[Given data]
--*--
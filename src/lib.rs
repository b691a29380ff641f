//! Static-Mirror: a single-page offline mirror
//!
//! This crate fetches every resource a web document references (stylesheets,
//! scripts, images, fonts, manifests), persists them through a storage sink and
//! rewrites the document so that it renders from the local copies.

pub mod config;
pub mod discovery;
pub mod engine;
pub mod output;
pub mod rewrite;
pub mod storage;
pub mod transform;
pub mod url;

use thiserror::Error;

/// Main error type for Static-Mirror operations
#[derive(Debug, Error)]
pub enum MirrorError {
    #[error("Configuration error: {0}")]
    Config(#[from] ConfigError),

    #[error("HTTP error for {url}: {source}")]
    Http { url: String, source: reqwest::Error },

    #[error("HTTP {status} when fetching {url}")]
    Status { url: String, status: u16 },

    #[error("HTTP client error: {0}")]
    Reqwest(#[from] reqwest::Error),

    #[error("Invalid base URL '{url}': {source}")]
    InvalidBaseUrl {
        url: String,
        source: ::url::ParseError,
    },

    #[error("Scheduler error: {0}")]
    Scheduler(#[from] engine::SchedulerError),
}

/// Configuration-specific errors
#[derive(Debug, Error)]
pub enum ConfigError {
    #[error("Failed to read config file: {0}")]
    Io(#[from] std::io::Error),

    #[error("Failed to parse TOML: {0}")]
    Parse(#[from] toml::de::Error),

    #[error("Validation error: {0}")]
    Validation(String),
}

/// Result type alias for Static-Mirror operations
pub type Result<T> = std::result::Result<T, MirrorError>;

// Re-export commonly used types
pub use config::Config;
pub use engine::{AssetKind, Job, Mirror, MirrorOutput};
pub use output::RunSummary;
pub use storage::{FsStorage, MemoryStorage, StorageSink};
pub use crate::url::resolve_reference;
--*--
Work out how many lines in this material include the word "Result", and reply with that number alone.

2